• [Assignment]:
Within the records below is a range that opens at the line with "if denom == 0.0" and closes at the line with "let step = ctx.logical_step_x();". Return that range word for word, both ends included, and only that range.

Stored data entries
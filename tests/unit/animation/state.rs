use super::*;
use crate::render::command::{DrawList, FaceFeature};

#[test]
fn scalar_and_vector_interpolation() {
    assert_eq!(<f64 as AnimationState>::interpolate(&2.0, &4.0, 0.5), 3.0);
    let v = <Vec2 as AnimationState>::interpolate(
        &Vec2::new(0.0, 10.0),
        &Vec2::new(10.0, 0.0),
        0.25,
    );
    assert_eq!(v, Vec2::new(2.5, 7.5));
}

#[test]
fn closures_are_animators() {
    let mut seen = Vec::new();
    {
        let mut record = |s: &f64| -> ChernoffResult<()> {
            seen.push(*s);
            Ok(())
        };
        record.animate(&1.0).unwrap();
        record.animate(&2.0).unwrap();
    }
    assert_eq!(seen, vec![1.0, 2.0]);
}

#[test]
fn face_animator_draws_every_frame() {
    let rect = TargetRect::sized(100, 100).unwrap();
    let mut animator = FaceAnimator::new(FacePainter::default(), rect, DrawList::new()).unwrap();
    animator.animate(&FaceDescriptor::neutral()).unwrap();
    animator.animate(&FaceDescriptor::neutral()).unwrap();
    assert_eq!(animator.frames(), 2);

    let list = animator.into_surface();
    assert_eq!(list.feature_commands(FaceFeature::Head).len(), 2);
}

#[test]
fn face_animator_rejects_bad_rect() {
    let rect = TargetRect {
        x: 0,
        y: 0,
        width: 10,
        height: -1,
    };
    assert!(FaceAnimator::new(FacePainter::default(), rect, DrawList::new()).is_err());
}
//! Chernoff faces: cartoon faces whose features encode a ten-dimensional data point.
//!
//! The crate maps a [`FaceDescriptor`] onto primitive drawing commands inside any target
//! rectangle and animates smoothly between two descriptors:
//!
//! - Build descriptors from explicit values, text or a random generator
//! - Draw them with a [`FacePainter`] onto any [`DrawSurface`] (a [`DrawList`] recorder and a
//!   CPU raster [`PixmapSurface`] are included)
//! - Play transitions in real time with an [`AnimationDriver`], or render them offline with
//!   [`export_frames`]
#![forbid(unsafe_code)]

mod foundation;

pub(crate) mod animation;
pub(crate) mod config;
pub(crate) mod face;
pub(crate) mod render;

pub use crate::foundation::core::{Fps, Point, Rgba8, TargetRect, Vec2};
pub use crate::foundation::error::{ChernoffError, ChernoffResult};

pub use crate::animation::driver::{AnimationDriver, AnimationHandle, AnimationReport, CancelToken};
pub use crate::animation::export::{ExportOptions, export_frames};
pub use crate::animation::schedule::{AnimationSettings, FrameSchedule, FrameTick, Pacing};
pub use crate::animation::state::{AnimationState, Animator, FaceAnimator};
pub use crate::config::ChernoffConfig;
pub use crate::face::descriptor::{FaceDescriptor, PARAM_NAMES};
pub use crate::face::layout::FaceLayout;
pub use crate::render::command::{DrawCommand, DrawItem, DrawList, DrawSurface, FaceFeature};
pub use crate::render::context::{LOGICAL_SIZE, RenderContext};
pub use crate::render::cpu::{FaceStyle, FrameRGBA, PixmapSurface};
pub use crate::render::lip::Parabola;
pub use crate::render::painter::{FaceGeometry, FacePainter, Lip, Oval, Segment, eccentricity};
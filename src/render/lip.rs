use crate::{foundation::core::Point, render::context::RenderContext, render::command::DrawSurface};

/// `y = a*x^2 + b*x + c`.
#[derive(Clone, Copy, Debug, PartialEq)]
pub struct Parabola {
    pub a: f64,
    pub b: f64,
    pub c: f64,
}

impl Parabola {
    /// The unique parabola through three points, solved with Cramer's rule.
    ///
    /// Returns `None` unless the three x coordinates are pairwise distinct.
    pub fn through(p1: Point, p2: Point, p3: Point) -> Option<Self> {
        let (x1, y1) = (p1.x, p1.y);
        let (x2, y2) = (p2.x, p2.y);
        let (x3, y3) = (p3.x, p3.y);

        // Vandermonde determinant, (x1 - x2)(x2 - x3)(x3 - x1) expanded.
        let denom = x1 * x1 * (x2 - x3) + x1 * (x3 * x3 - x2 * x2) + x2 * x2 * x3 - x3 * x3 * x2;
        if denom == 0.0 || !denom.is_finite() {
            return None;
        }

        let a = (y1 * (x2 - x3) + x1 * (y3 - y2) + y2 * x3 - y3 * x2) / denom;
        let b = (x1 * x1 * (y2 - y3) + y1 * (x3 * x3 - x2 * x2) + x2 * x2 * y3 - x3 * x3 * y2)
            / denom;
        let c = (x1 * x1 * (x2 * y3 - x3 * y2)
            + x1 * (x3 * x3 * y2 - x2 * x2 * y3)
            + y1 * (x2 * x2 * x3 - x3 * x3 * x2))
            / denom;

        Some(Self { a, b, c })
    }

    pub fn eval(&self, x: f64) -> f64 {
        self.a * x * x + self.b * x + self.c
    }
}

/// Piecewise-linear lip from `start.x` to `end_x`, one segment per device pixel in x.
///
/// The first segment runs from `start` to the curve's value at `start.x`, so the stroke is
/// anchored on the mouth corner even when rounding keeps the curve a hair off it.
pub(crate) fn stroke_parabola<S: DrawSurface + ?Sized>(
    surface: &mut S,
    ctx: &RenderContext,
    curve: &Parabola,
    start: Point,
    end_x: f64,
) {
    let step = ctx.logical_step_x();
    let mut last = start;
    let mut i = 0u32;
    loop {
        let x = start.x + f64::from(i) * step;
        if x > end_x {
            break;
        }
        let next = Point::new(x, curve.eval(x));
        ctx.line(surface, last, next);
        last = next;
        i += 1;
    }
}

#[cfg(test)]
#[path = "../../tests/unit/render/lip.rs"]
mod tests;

• [Output for this exercise]:
        if denom == 0.0 || !denom.is_finite() {
            return None;
        }

        let a = (y1 * (x2 - x3) + x1 * (y3 - y2) + y2 * x3 - y3 * x2) / denom;
        let b = (x1 * x1 * (y2 - y3) + y1 * (x3 * x3 - x2 * x2) + x2 * x2 * y3 - x3 * x3 * y2)
            / denom;
        let c = (x1 * x1 * (x2 * y3 - x3 * y2)
            + x1 * (x3 * x3 * y2 - x2 * x2 * y3)
            + y1 * (x2 * x2 * x3 - x3 * x3 * x2))
            / denom;

        Some(Self { a, b, c })
    }

    pub fn eval(&self, x: f64) -> f64 {
        self.a * x * x + self.b * x + self.c
    }
}

/// Piecewise-linear lip from `start.x` to `end_x`, one segment per device pixel in x.
///
/// The first segment runs from `start` to the curve's value at `start.x`, so the stroke is
/// anchored on the mouth corner even when rounding keeps the curve a hair off it.
pub(crate) fn stroke_parabola<S: DrawSurface + ?Sized>(
    surface: &mut S,
    ctx: &RenderContext,
    curve: &Parabola,
    start: Point,
    end_x: f64,
) {
    let step = ctx.logical_step_x();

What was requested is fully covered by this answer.